INSTRUCTIONS TO FOLLOW: List all the lines in these records that hold "Press".

(Collected data)
-- Opening Marker --

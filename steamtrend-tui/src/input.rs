//! Keyboard handling.

use crossterm::event::{KeyCode, KeyEvent, KeyEventKind, KeyModifiers};
use steamtrend_core::Tier;

use crate::app::App;

pub fn handle_key(app: &mut App, key: KeyEvent) {
    // Only handle key press events (Windows sends both Press and Release).
    if key.kind != KeyEventKind::Press {
        return;
    }

    match key.code {
        KeyCode::Char('q') => app.quit(),
        KeyCode::Char('c') if key.modifiers.contains(KeyModifiers::CONTROL) => app.quit(),
        KeyCode::Char('0') | KeyCode::Esc => app.show_grid(),
        KeyCode::Char(c @ '1'..='4') => {
            let index = c as usize - '1' as usize;
            app.zoom(Tier::ALL[index]);
        }
        _ => {}
    }
}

-- Closing Marker --

SOLUTION TO THE PROBLEM:
    // Only handle key press events (Windows sends both Press and Release).
    if key.kind != KeyEventKind::Press {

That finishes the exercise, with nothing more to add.